- _Exercise objective_
Copy every record below, exactly as written.

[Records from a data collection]
Segment Open
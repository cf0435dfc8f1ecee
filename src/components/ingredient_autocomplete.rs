//! Ingredient name input with backend suggestions.

use leptos::prelude::*;
use wasm_bindgen_futures::spawn_local;
use wasm_bindgen::JsCast;

use crate::api::use_api;
use crate::draft::wants_suggestions;

const DEBOUNCE_MS: i32 = 150;

/// True while `current` is still the newest lookup and the input is mounted.
fn is_latest(generation: StoredValue<u32>, current: u32) -> bool {
    generation.try_get_value() == Some(current)
}

#[component]
pub fn IngredientAutocomplete(
    /// Ingredient name being typed. Picking a suggestion overwrites it.
    value: RwSignal<String>,
    #[prop(optional)] id: Option<&'static str>,
    #[prop(default = "Ingrediente")] placeholder: &'static str,
) -> impl IntoView {
    let api = StoredValue::new(use_api());
    let (suggestions, set_suggestions) = signal(Vec::<String>::new());
    let (is_open, set_is_open) = signal(false);
    let pending_timeout = StoredValue::new(None::<i32>);
    // Incremented per keystroke; late responses for older text are dropped.
    let generation = StoredValue::new(0u32);

    let close = move || {
        set_is_open.set(false);
        set_suggestions.set(vec![]);
    };

    let request_suggestions = move |query: String| {
        let Some(window) = web_sys::window() else {
            return;
        };
        if let Some(handle) = pending_timeout.get_value() {
            window.clear_timeout_with_handle(handle);
        }
        let current = generation.get_value().wrapping_add(1);
        generation.set_value(current);

        if !wants_suggestions(&query) {
            close();
            return;
        }

        let callback = wasm_bindgen::closure::Closure::once(move || {
            // The input may have been unmounted while the timer was pending.
            let Some(api) = api.try_get_value() else {
                return;
            };
            spawn_local(async move {
                match api.ingredient_suggestions(query.trim()).await {
                    Ok(names) if is_latest(generation, current) => {
                        set_is_open.set(!names.is_empty());
                        set_suggestions.set(names);
                    }
                    Ok(_) => {}
                    Err(e) => tracing::debug!("ingredient suggestions failed: {}", e),
                }
            });
        });
        match window.set_timeout_with_callback_and_timeout_and_arguments_0(
            callback.as_ref().unchecked_ref(),
            DEBOUNCE_MS,
        ) {
            Ok(handle) => pending_timeout.set_value(Some(handle)),
            Err(_) => tracing::warn!("could not schedule ingredient lookup"),
        }
        callback.forget();
    };

    let select = move |name: String| {
        generation.update_value(|g| *g = g.wrapping_add(1));
        value.set(name);
        close();
    };

    view! {
        <div class="autocomplete">
            <input
                id=id
                type="text"
                class="input"
                autocomplete="off"
                placeholder=placeholder
                prop:value=move || value.get()
                on:input=move |ev| {
                    let text = event_target_value(&ev);
                    value.set(text.clone());
                    request_suggestions(text);
                }
                on:keydown=move |ev: leptos::ev::KeyboardEvent| {
                    if ev.key() == "Escape" {
                        close();
                    }
                }
            />
            <Show when=move || is_open.get()>
                <ul class="autocomplete-list" role="listbox">
                    <For
                        each=move || suggestions.get()
                        key=|name| name.clone()
                        children=move |name| {
                            let label = name.clone();
                            view! {
                                <li
                                    class="autocomplete-option"
                                    role="option"
                                    on:mousedown=move |ev| {
                                        ev.prevent_default();
                                        select(name.clone());
                                    }
                                >
                                    {label}
                                </li>
                            }
                        }
                    />
                </ul>
            </Show>
        </div>
    }
}

#[cfg(test)]
mod tests {
    use super::*;

    #[test]
    fn test_stale_or_unmounted_lookups_are_ignored() {
        let app = Owner::new();
        app.set();
        let input = app.child();
        let generation = input.with(|| StoredValue::new(3u32));

        assert!(is_latest(generation, 3));
        assert!(!is_latest(generation, 2));

        input.cleanup();
        assert!(!is_latest(generation, 3));
    }
}
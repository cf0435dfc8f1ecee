pub mod filter_panel;
pub mod ingredient_autocomplete;
pub mod navbar;
pub mod portions_dialog;
pub mod recipe_card;
pub mod recipe_picker;
pub mod recipe_view_dialog;
pub mod unit_select;
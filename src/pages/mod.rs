pub mod home;
pub mod login;
pub mod recipe_form;
pub mod recipes;
pub mod shopping_list_detail;
pub mod shopping_lists;

use leptos::prelude::*;
use leptos_router::NavigateOptions;
use wasm_bindgen_futures::spawn_local;

use crate::api::ApiClient;
use crate::toast::Toasts;

/// Adds `portions` of a recipe to the quick list and reports the outcome.
pub(crate) fn add_to_quick_list(api: ApiClient, toasts: Toasts, recipe_id: String, portions: u32) {
    spawn_local(async move {
        match api.add_to_quick_list(&recipe_id, portions).await {
            Ok(true) => toasts.success("Receita adicionada à Lista Rápida!"),
            Ok(false) => toasts.error("Lista Rápida não encontrada"),
            Err(e) => toasts.api_error(&e, "Erro ao adicionar à lista"),
        }
    });
}

/// Wraps the router's navigate function for use after an `.await`.
///
/// The handle is owned by the current page; once the page is disposed,
/// navigation requests are dropped instead of reaching the router.
pub(crate) fn page_navigator<F>(navigate: F) -> impl Fn(&str) + Copy + 'static
where
    F: Fn(&str, NavigateOptions) + Send + Sync + 'static,
{
    let navigate = StoredValue::new(navigate);
    move |path: &str| {
        if navigate
            .try_with_value(|nav| nav(path, NavigateOptions::default()))
            .is_none()
        {
            tracing::debug!(path, "page closed, navigation dropped");
        }
    }
}

#[cfg(test)]
mod tests {
    use super::*;
    use crate::config::AppConfig;
    use crate::session::{MemoryStore, Session};
    use std::sync::{Arc, Mutex};

    fn recorder() -> (Arc<Mutex<Vec<String>>>, impl Fn(&str, NavigateOptions) + Send + Sync + 'static) {
        let visited = Arc::new(Mutex::new(Vec::new()));
        let sink = Arc::clone(&visited);
        (visited, move |path: &str, _: NavigateOptions| {
            sink.lock().unwrap().push(path.to_string());
        })
    }

    #[test]
    fn test_navigation_reaches_router_while_page_is_open() {
        let app = Owner::new();
        app.set();
        let page = app.child();
        let (visited, navigate) = recorder();
        let go = page.with(|| page_navigator(navigate));

        go("/listas");
        go("/receitas");

        assert_eq!(*visited.lock().unwrap(), vec!["/listas", "/receitas"]);
    }

    #[test]
    fn test_navigation_after_page_disposed_is_dropped() {
        let app = Owner::new();
        app.set();
        let page = app.child();
        let (visited, navigate) = recorder();
        let go = page.with(|| page_navigator(navigate));

        page.cleanup();
        go("/listas");

        assert!(visited.lock().unwrap().is_empty());
    }

    #[test]
    fn test_stored_client_is_gone_after_page_disposed() {
        let app = Owner::new();
        app.set();
        let session = Session::restore(Arc::new(MemoryStore::default()));
        let page = app.child();
        let api = page.with(|| StoredValue::new(ApiClient::new(AppConfig::new("http://localhost:8001", "info"), session)));

        assert!(api.try_get_value().is_some());
        page.cleanup();
        assert!(api.try_get_value().is_none());
    }
}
Segment Closed
- _Result of the exercise_
repository cf0435dfc8f1ecee
filename src/components/ingredient_autocomplete.rs
//! Ingredient name input with backend suggestions.

use leptos::prelude::*;
use wasm_bindgen_futures::spawn_local;
use wasm_bindgen::JsCast;

use crate::api::use_api;
use crate::draft::wants_suggestions;

const DEBOUNCE_MS: i32 = 150;

/// True while `current` is still the newest lookup and the input is mounted.
fn is_latest(generation: StoredValue<u32>, current: u32) -> bool {
    generation.try_get_value() == Some(current)
}

#[component]
pub fn IngredientAutocomplete(
    /// Ingredient name being typed. Picking a suggestion overwrites it.
    value: RwSignal<String>,
    #[prop(optional)] id: Option<&'static str>,
    #[prop(default = "Ingrediente")] placeholder: &'static str,
) -> impl IntoView {
    let api = StoredValue::new(use_api());
    let (suggestions, set_suggestions) = signal(Vec::<String>::new());
    let (is_open, set_is_open) = signal(false);
    let pending_timeout = StoredValue::new(None::<i32>);
    // Incremented per keystroke; late responses for older text are dropped.
    let generation = StoredValue::new(0u32);

    let close = move || {
        set_is_open.set(false);
        set_suggestions.set(vec![]);
    };

    let request_suggestions = move |query: String| {
        let Some(window) = web_sys::window() else {
            return;
        };
        if let Some(handle) = pending_timeout.get_value() {
            window.clear_timeout_with_handle(handle);
        }
        let current = generation.get_value().wrapping_add(1);
        generation.set_value(current);

        if !wants_suggestions(&query) {
            close();
            return;
        }

        let callback = wasm_bindgen::closure::Closure::once(move || {
            // The input may have been unmounted while the timer was pending.
            let Some(api) = api.try_get_value() else {
                return;
            };
            spawn_local(async move {
                match api.ingredient_suggestions(query.trim()).await {
                    Ok(names) if is_latest(generation, current) => {
                        set_is_open.set(!names.is_empty());
                        set_suggestions.set(names);
                    }
                    Ok(_) => {}
                    Err(e) => tracing::debug!("ingredient suggestions failed: {}", e),
                }
            });
        });
        match window.set_timeout_with_callback_and_timeout_and_arguments_0(
            callback.as_ref().unchecked_ref(),
            DEBOUNCE_MS,
        ) {
            Ok(handle) => pending_timeout.set_value(Some(handle)),
            Err(_) => tracing::warn!("could not schedule ingredient lookup"),
        }
        callback.forget();
    };

    let select = move |name: String| {
        generation.update_value(|g| *g = g.wrapping_add(1));
        value.set(name);
        close();
    };

    view! {
        <div class="autocomplete">
            <input
                id=id
                type="text"
                class="input"
                autocomplete="off"
                placeholder=placeholder
                prop:value=move || value.get()
                on:input=move |ev| {
                    let text = event_target_value(&ev);
                    value.set(text.clone());
                    request_suggestions(text);
                }
                on:keydown=move |ev: leptos::ev::KeyboardEvent| {
                    if ev.key() == "Escape" {
                        close();
                    }
                }
            />
            <Show when=move || is_open.get()>
                <ul class="autocomplete-list" role="listbox">
                    <For
                        each=move || suggestions.get()
                        key=|name| name.clone()
                        children=move |name| {
                            let label = name.clone();
                            view! {
                                <li
                                    class="autocomplete-option"
                                    role="option"
                                    on:mousedown=move |ev| {
                                        ev.prevent_default();
                                        select(name.clone());
                                    }
                                >
                                    {label}
                                </li>
                            }
                        }
                    />
                </ul>
            </Show>
        </div>
    }
}

#[cfg(test)]
mod tests {
    use super::*;

    #[test]
    fn test_stale_or_unmounted_lookups_are_ignored() {
        let app = Owner::new();
        app.set();
        let input = app.child();
        let generation = input.with(|| StoredValue::new(3u32));

        assert!(is_latest(generation, 3));
        assert!(!is_latest(generation, 2));

        input.cleanup();
        assert!(!is_latest(generation, 3));
    }
}
repository cf0435dfc8f1ecee
pub mod filter_panel;
pub mod ingredient_autocomplete;
pub mod navbar;
pub mod portions_dialog;
pub mod recipe_card;
pub mod recipe_picker;
pub mod recipe_view_dialog;
pub mod unit_select;
filename src/pages/mod.rs
pub mod home;
pub mod login;
pub mod recipe_form;
pub mod recipes;
pub mod shopping_list_detail;
pub mod shopping_lists;

use leptos::prelude::*;
use leptos_router::NavigateOptions;
use wasm_bindgen_futures::spawn_local;

use crate::api::ApiClient;
use crate::toast::Toasts;

/// Adds `portions` of a recipe to the quick list and reports the outcome.
pub(crate) fn add_to_quick_list(api: ApiClient, toasts: Toasts, recipe_id: String, portions: u32) {
    spawn_local(async move {
        match api.add_to_quick_list(&recipe_id, portions).await {
            Ok(true) => toasts.success("Receita adicionada à Lista Rápida!"),
            Ok(false) => toasts.error("Lista Rápida não encontrada"),
            Err(e) => toasts.api_error(&e, "Erro ao adicionar à lista"),
        }
    });
}

/// Wraps the router's navigate function for use after an `.await`.
///
/// The handle is owned by the current page; once the page is disposed,
/// navigation requests are dropped instead of reaching the router.
pub(crate) fn page_navigator<F>(navigate: F) -> impl Fn(&str) + Copy + 'static
where
    F: Fn(&str, NavigateOptions) + Send + Sync + 'static,
{
    let navigate = StoredValue::new(navigate);
    move |path: &str| {
        if navigate
            .try_with_value(|nav| nav(path, NavigateOptions::default()))
            .is_none()
        {
            tracing::debug!(path, "page closed, navigation dropped");
        }
    }
}

#[cfg(test)]
mod tests {
    use super::*;
    use crate::config::AppConfig;
    use crate::session::{MemoryStore, Session};
    use std::sync::{Arc, Mutex};

    fn recorder() -> (Arc<Mutex<Vec<String>>>, impl Fn(&str, NavigateOptions) + Send + Sync + 'static) {
        let visited = Arc::new(Mutex::new(Vec::new()));
        let sink = Arc::clone(&visited);
        (visited, move |path: &str, _: NavigateOptions| {
            sink.lock().unwrap().push(path.to_string());
        })
    }

    #[test]
    fn test_navigation_reaches_router_while_page_is_open() {
        let app = Owner::new();
        app.set();
        let page = app.child();
        let (visited, navigate) = recorder();
        let go = page.with(|| page_navigator(navigate));

        go("/listas");
        go("/receitas");

        assert_eq!(*visited.lock().unwrap(), vec!["/listas", "/receitas"]);
    }

    #[test]
    fn test_navigation_after_page_disposed_is_dropped() {
        let app = Owner::new();
        app.set();
        let page = app.child();
        let (visited, navigate) = recorder();
        let go = page.with(|| page_navigator(navigate));

        page.cleanup();
        go("/listas");

        assert!(visited.lock().unwrap().is_empty());
    }

    #[test]
    fn test_stored_client_is_gone_after_page_disposed() {
        let app = Owner::new();
        app.set();
        let session = Session::restore(Arc::new(MemoryStore::default()));
        let page = app.child();
        let api = page.with(|| StoredValue::new(ApiClient::new(AppConfig::new("http://localhost:8001", "info"), session)));

        assert!(api.try_get_value().is_some());
        page.cleanup();
        assert!(api.try_get_value().is_none());
    }
}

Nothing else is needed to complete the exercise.